- [What the task asks] Go through the records and copy each line where the string "disallow" occurs.

Stored data:
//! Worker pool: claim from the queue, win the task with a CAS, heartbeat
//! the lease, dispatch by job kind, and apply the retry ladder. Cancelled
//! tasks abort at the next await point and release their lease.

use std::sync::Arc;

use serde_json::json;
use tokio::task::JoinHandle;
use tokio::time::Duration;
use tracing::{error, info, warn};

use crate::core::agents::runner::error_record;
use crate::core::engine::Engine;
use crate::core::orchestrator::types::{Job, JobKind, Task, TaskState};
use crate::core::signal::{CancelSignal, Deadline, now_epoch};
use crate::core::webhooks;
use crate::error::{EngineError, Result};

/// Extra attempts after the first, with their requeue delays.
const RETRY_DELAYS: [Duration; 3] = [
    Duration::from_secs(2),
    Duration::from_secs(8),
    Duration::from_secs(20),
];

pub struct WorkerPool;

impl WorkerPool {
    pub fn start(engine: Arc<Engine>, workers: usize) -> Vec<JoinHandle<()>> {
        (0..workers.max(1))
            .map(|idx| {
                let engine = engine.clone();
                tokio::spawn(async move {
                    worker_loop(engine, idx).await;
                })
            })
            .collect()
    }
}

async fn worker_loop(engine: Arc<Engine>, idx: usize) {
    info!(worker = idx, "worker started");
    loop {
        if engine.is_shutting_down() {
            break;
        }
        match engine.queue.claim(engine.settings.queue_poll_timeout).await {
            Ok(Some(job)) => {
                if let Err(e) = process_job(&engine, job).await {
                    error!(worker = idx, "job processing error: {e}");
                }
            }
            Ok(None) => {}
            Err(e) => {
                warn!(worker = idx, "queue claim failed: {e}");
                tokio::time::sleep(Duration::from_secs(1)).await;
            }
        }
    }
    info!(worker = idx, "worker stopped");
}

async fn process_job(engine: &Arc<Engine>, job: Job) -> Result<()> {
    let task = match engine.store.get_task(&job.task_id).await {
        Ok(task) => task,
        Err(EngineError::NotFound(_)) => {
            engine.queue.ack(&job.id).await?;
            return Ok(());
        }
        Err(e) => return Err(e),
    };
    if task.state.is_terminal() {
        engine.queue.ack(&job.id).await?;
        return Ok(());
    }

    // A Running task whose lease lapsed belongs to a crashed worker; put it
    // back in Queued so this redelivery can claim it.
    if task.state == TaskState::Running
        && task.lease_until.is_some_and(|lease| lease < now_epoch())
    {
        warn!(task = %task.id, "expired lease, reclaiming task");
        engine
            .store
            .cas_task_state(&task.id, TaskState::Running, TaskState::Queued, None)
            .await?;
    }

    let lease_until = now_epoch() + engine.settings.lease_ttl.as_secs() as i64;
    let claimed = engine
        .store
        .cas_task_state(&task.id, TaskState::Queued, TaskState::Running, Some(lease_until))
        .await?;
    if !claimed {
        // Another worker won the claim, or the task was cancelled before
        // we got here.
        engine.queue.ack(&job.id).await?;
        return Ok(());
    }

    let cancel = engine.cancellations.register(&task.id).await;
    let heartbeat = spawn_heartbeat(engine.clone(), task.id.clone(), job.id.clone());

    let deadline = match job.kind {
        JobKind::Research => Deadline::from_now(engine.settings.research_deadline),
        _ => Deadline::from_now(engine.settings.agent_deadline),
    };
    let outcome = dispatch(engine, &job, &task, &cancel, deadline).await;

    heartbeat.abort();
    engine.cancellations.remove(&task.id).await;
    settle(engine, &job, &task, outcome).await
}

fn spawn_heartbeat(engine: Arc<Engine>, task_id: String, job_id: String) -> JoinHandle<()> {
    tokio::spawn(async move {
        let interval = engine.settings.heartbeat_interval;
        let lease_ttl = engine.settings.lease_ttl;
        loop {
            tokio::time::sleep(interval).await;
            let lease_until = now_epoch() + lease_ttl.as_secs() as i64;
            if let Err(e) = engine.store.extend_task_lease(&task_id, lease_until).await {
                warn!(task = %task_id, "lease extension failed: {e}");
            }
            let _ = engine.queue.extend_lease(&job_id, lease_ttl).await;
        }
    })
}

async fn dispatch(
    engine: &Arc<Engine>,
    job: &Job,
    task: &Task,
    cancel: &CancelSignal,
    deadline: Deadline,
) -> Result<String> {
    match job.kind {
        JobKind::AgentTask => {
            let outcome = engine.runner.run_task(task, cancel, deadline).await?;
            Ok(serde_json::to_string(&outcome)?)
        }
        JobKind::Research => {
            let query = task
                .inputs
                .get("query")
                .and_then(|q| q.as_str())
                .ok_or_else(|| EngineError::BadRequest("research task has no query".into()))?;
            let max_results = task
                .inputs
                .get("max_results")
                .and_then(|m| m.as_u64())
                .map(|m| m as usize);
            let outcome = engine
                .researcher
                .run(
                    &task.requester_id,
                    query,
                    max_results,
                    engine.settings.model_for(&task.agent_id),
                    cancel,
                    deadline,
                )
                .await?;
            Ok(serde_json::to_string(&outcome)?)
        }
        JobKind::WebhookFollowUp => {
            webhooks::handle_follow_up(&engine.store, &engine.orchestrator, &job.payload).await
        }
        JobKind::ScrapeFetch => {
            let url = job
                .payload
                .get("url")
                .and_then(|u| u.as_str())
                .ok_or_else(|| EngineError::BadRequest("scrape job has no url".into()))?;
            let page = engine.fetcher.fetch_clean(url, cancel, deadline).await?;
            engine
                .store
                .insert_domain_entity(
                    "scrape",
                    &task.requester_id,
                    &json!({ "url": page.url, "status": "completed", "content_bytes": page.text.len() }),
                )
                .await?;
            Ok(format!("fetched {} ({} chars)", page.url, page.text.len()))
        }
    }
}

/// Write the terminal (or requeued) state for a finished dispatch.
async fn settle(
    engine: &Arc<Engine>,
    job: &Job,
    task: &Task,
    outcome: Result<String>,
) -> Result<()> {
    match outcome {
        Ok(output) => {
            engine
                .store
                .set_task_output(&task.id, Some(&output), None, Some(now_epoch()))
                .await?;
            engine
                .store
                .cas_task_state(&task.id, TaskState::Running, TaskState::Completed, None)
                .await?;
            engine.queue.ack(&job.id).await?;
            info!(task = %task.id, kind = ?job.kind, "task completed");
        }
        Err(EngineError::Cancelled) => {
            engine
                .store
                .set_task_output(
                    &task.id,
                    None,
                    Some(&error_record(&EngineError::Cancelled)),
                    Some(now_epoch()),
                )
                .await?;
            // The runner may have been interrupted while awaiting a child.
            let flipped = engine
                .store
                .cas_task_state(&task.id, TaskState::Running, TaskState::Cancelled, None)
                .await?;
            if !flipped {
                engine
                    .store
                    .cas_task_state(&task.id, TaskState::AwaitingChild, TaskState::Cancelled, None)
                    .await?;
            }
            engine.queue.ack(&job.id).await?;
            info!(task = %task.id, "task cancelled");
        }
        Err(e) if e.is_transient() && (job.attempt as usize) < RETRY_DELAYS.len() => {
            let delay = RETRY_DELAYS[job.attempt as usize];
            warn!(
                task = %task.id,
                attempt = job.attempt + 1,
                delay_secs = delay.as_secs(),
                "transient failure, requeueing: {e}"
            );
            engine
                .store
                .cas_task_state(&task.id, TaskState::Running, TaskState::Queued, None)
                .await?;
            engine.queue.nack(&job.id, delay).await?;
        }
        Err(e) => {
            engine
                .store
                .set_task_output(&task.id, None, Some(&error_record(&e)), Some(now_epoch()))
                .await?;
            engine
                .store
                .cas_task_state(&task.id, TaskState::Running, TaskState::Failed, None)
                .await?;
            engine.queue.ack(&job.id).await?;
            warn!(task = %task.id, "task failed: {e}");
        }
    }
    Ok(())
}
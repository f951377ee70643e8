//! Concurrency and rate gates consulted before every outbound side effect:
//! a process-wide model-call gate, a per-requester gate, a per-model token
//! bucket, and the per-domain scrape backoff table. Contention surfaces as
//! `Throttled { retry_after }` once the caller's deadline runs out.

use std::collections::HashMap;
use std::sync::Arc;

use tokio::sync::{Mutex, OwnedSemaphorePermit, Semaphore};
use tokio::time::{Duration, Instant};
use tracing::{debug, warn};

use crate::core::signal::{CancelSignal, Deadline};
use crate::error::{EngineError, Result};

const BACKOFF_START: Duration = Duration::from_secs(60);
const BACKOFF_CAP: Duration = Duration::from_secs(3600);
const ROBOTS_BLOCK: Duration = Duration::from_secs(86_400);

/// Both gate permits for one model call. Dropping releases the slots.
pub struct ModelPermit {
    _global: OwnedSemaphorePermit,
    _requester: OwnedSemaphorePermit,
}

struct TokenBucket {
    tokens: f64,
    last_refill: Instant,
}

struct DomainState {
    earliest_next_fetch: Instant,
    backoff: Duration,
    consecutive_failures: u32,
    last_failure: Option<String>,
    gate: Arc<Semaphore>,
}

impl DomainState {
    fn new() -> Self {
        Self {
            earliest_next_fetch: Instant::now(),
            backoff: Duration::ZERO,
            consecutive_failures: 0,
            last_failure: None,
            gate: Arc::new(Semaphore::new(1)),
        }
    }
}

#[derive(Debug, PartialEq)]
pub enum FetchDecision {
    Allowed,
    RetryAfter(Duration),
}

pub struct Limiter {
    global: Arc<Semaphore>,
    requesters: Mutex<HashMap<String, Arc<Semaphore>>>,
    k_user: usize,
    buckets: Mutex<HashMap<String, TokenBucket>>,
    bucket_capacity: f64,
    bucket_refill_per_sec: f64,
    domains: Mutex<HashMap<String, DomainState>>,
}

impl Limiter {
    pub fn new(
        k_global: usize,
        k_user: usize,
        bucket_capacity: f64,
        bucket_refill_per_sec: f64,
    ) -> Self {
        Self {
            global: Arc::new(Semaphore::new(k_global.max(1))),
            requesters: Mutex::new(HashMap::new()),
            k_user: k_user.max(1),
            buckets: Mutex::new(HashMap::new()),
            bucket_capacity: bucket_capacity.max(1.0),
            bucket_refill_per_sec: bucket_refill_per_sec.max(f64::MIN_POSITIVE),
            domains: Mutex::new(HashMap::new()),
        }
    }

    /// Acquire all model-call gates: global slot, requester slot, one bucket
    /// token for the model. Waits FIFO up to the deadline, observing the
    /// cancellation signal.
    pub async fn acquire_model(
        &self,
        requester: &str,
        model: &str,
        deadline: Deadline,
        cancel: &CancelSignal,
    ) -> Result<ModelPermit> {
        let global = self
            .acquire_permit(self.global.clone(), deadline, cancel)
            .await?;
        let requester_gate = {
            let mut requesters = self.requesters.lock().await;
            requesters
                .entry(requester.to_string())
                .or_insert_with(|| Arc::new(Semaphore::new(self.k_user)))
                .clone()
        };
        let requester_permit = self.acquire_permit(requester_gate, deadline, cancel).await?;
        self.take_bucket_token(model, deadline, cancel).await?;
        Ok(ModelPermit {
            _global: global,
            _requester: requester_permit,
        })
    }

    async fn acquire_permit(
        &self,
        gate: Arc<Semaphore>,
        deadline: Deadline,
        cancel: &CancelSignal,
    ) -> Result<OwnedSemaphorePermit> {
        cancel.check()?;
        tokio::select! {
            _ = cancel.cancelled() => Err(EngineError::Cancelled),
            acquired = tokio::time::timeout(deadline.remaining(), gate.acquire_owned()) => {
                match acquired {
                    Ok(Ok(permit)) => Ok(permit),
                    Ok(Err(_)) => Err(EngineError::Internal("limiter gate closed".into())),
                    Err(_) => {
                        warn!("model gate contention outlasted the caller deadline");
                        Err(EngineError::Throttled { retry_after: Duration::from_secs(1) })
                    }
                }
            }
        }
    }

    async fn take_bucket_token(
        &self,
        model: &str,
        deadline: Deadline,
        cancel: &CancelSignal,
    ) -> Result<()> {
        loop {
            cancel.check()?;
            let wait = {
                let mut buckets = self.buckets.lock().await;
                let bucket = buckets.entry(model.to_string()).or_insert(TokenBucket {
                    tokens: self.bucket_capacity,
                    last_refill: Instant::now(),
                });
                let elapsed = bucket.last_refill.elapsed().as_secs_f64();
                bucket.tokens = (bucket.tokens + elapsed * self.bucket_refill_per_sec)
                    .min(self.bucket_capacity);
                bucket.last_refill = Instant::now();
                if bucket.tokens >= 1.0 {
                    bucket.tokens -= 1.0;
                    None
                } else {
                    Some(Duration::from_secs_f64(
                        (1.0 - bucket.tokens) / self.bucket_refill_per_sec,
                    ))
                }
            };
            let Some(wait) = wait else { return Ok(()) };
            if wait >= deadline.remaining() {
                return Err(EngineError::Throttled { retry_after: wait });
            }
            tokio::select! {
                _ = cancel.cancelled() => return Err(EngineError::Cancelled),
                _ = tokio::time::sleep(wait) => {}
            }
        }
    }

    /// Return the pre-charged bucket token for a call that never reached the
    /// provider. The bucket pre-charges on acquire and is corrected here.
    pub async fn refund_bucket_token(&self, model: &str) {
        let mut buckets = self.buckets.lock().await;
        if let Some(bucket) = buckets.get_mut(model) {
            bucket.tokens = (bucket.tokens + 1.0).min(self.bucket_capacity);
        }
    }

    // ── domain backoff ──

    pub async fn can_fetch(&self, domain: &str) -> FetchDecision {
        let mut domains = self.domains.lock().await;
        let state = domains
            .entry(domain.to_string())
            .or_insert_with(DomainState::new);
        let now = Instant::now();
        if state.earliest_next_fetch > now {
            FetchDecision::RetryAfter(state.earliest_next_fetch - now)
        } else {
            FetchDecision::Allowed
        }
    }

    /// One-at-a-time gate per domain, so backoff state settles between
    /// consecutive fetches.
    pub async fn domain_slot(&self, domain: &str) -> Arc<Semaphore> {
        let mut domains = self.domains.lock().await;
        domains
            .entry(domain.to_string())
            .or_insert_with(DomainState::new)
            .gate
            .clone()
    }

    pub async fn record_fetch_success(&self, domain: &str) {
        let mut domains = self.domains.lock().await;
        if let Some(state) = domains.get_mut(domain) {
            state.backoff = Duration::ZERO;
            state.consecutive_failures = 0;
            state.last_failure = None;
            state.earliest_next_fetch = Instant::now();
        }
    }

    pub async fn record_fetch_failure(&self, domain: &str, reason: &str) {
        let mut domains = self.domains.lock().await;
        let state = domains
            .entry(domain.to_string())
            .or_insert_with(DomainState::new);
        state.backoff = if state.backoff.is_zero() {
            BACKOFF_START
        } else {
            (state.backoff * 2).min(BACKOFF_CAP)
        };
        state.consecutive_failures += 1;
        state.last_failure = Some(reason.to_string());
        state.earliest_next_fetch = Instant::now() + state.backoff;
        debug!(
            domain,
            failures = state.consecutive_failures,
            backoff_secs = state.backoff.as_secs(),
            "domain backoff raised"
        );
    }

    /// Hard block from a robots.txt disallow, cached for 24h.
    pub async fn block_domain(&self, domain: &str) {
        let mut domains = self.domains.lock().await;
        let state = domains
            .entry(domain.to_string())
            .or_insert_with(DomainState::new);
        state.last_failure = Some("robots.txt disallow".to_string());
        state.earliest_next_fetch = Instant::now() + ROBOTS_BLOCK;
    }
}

- [Answer section]
    /// Hard block from a robots.txt disallow, cached for 24h.
        state.last_failure = Some("robots.txt disallow".to_string());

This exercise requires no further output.